Последняя наша встреча прошла под пение нашего пса, черного пуделя Ромочки, большого меломана; это было осенью 1974 года. Борис уезжал из Комарова в Москву, зашел к нам на Фонтанку перед отъездом.
Почему-то для всех, кто был с ним знаком, это знакомство было праздником, особым подарком, а жизнь до знакомства с ним и после того, как мы его потеряли, приобретала, как выразился некий чешский писатель совсем по другому поводу „невыносимую легкость бытия“.
Можно было бы подумать, что дело в его замечательной музыке, в его таланте. Но жизнь так устроена, что я долгое время, уже познакомившись с Клюзнером, музыки его не слыхала вовсе, это пришло потом; а чувство необыкновенного подарка судьбы возникло с первых минут общения.
Может быть, дело в том, что на свете есть ручьи, чья чистота и прозрачность превозмогают наши представления о вещах.
— Знаете, Боря, — сказала я ему однажды, — у вас какая-то мания за всех заступаться и всех защищать. Словно вы с детства приняли на себя роль рыцаря печального образа.
— Печального образа жизни, — сказал он и рассмеялся.
А потом добавил:
— Мне кажется, что такова мужская роль в жизни».
Глава 50ФОРМАЛЬНОЕ ПИСЬМО КРАСНОВА-ЛАПИНА
«…Счастливая судьба свела меня в 1936 году с молодыми музыкантами, которые в дальнейшем очень активно проявили себя и заняли видные места в музыкальной жизни Ленинграда, и не только Ленинграда. Среди них был и Борис Лазаревич. В классе композиции проф. М. Ф. Гнесина в этом году появились новые студенты-композиторы: В. Салманов, Б. Клюзнер, М. Матвеев. В. Маклаков, А. Леман, С. Мусселиус и я.
С большим интересом присматривался я к моим товарищам, жадно вслушивался в их беседы и дискуссии, ибо музыкальный уровень моих коллег был гораздо выше моего. Словом, я считал мое пребывание в этом обществе за громадную жизненную удачу. Так оно и было. Из всех моих впечатлений, начиная с 1936 года по наши дни, я хочу выделить только то, что связывается у меня в памяти с личностью Бориса Лазаревича Клюзнера.

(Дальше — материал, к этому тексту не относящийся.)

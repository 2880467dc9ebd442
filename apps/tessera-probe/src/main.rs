//! Tessera Probe
//!
//! Initialises a backend headlessly, prints what the device supports and runs
//! the end-to-end upload, render pass and ray tracing scenarios against it.
//!
//! ## Usage
//!
//! ```bash
//! cargo run -p tessera-probe -- [OPTIONS]
//! ```
//!
//! ## Options
//!
//! - `--backend <soft|vulkan>`: Backend to probe (default: soft)
//! - `--unified`: Put uploads on the graphics queue family
//! - `--no-ray-tracing`: Skip acceleration structures and the ray scenario
//! - `-h, --help`: Print help message
//!
//! ## Environment Variables
//!
//! - `RUST_LOG`: Set log level (e.g., info, debug, trace)
//! - `TESSERA_SPIRV_DIR`: Directory with `copy.spv`, `probe_ray.spv` and `read_target.spv`, required by `--backend vulkan`

use anyhow::{bail, Context};
use tessera_core::{DeviceCapabilities, SampledAssetImageFormat};
use tessera_soft::SoftApi;
use tessera_test::{
    asset_upload_readback, cleared_attachment_readback, compacted_triangle_probe, Harness,
    HarnessConfig, ScenarioBackend,
};
use tessera_vk::VkApi;
use tracing::info;
use tracing_subscriber::EnvFilter;

#[derive(Debug, Clone, Copy, PartialEq, Eq)]
enum Backend {
    Soft,
    Vulkan,
}

#[derive(Debug, Clone, Copy, PartialEq, Eq)]
struct Options {
    backend: Backend,
    config: HarnessConfig,
}

impl Default for Options {
    fn default() -> Self {
        Self {
            backend: Backend::Soft,
            config: HarnessConfig::default(),
        }
    }
}

fn print_help() {
    println!("Tessera Probe");
    println!();
    println!("Usage: tessera-probe [OPTIONS]");
    println!();
    println!("Options:");
    println!("      --backend <soft|vulkan>  Backend to probe (default: soft)");
    println!("      --unified                Put uploads on the graphics queue family");
    println!("      --no-ray-tracing         Skip the ray tracing scenario");
    println!("  -h, --help                   Show this help message");
}

/// Parse arguments, excluding the program name. `None` means help was requested.
fn parse_args(args: impl IntoIterator<Item = String>) -> anyhow::Result<Option<Options>> {
    let mut options = Options::default();
    let mut args = args.into_iter();
    while let Some(arg) = args.next() {
        match arg.as_str() {
            "--backend" => {
                let value = args.next().context("--backend needs a value")?;
                options.backend = match value.as_str() {
                    "soft" | "software" => Backend::Soft,
                    "vulkan" | "vk" => Backend::Vulkan,
                    other => bail!("unknown backend `{other}`"),
                };
            }
            "--unified" => options.config = options.config.unified(),
            "--no-ray-tracing" => options.config = options.config.ray_tracing(false),
            "-h" | "--help" => return Ok(None),
            other => bail!("unknown argument `{other}`, see --help"),
        }
    }
    Ok(Some(options))
}

fn print_capabilities(caps: &DeviceCapabilities) {
    println!("Backend:                {}", caps.backend);
    println!("Device:                 {}", caps.device_name);
    println!("Ray tracing:            {}", caps.ray_tracing);
    println!("Dedicated upload queue: {}", caps.dedicated_upload_queue);
    println!(
        "Texture compression:    BC {} / ASTC {}",
        caps.texture_compression_bc, caps.texture_compression_astc
    );
    println!(
        "Alignments:             uniform {} / storage {} / staging {} (row pitch {}) / scratch {}",
        caps.uniform_buffer_offset_alignment,
        caps.storage_buffer_offset_alignment,
        caps.staging_buffer_offset_alignment,
        caps.staging_buffer_row_pitch_alignment,
        caps.scratch_offset_alignment
    );
    let formats: Vec<String> = SampledAssetImageFormat::ALL
        .iter()
        .filter(|format| caps.supports_format(**format))
        .map(|format| format!("{format:?}"))
        .collect();
    println!("Sampled asset formats:  {}", formats.join(", "));
    println!(
        "Depth formats:          {:?} / {:?} with stencil",
        caps.depth_attachment_format, caps.depth_stencil_attachment_format
    );
}

fn run<A: ScenarioBackend>(config: HarnessConfig) -> anyhow::Result<()> {
    let harness = Harness::<A>::new(config).context("failed to initialise backend")?;
    print_capabilities(harness.capabilities());
    println!("Queue topology:         {:?}", harness.topology());
    println!();

    let upload = asset_upload_readback(&harness).context("asset upload scenario failed")?;
    println!("[ok] asset upload: {} bytes read back intact", upload.bytes);

    let clear = cleared_attachment_readback(&harness).context("render pass scenario failed")?;
    println!(
        "[ok] render pass clear: {} texels sampled as {:#010x}",
        clear.texels, clear.word
    );

    if harness.capabilities().ray_tracing {
        let probe = compacted_triangle_probe(&harness).context("ray tracing scenario failed")?;
        println!(
            "[ok] compacted triangle: {} -> {} bytes, hit instance {} at t = {:.3}",
            probe.non_compacted_size, probe.compacted_size, probe.hit.instance_id, probe.hit.t
        );
    } else {
        println!("[skip] compacted triangle: ray tracing disabled");
    }
    Ok(())
}

fn main() -> anyhow::Result<()> {
    let Some(options) = parse_args(std::env::args().skip(1))? else {
        print_help();
        return Ok(());
    };

    tracing_subscriber::fmt()
        .with_env_filter(EnvFilter::try_from_default_env().unwrap_or_else(|_| EnvFilter::new("info")))
        .init();
    info!(?options, "Tessera Probe");

    match options.backend {
        Backend::Soft => run::<SoftApi>(options.config),
        Backend::Vulkan => run::<VkApi>(options.config),
    }
}

#[cfg(test)]
mod tests {
    use super::*;

    fn parse(args: &[&str]) -> anyhow::Result<Option<Options>> {
        parse_args(args.iter().map(ToString::to_string))
    }

    #[test]
    fn defaults_to_dedicated_software_with_ray_tracing() {
        assert_eq!(parse(&[]).unwrap(), Some(Options::default()));
    }

    #[test]
    fn flags_adjust_the_harness_config() {
        let options = parse(&["--backend", "vulkan", "--unified", "--no-ray-tracing"])
            .unwrap()
            .unwrap();
        assert_eq!(options.backend, Backend::Vulkan);
        assert!(!options.config.dedicated_upload_queue);
        assert!(!options.config.ray_tracing);
    }

    #[test]
    fn help_and_bad_input() {
        assert_eq!(parse(&["-h"]).unwrap(), None);
        assert!(parse(&["--backend"]).is_err());
        assert!(parse(&["--backend", "metal"]).is_err());
        assert!(parse(&["--frobnicate"]).is_err());
    }

    #[test]
    fn software_scenarios_pass() {
        run::<SoftApi>(HarnessConfig::default()).unwrap();
        run::<SoftApi>(HarnessConfig::default().unified().ray_tracing(false)).unwrap();
    }
}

Итак, 1936 г. в классе Гнесина очень интересный ученик. Небольшого роста[1] брюнет с густыми волосами и чубом, свисающим на лоб. Очень сдержанный, относится ко всем и всему в классе с вниманием. Не всё ему нравится, он ясно представляет себе почему, но мнение свое высказать не торопится. В беседах, которые по разным поводам возникают в классе обаятельного Михаила Фабиановича, обнаруживается музыкальный и общественный кругозор каждого учащегося, и в этом смысле Борис Клюзнер заметно возвышался над всеми. Говорил он сдержанно, логично, аргументированно. Когда он начинал говорить, все со вниманием слушали его, не перебивая. Не всё было убедительно в его речах, но убежденность его всегда подкупала. М. Ф. относился серьезно к его высказываниям и считал его самостоятельно мыслящим умным человеком.
Музыкальный багаж его к этому времени был невелик, но интересен.
Он показывал ранее написанный концерт для фортепиано. Музыка этого концерта весьма ярка: смелые терпкие гармонии, свободная фортепианная фактура, хотя тематическая сторона не была достаточно выпукла и не обращала на себя особого внимания. Играл он его в классе очень темпераментно, увлеченно. Думаю, что работа эта была в значительной степени внешняя, без достаточной глубины.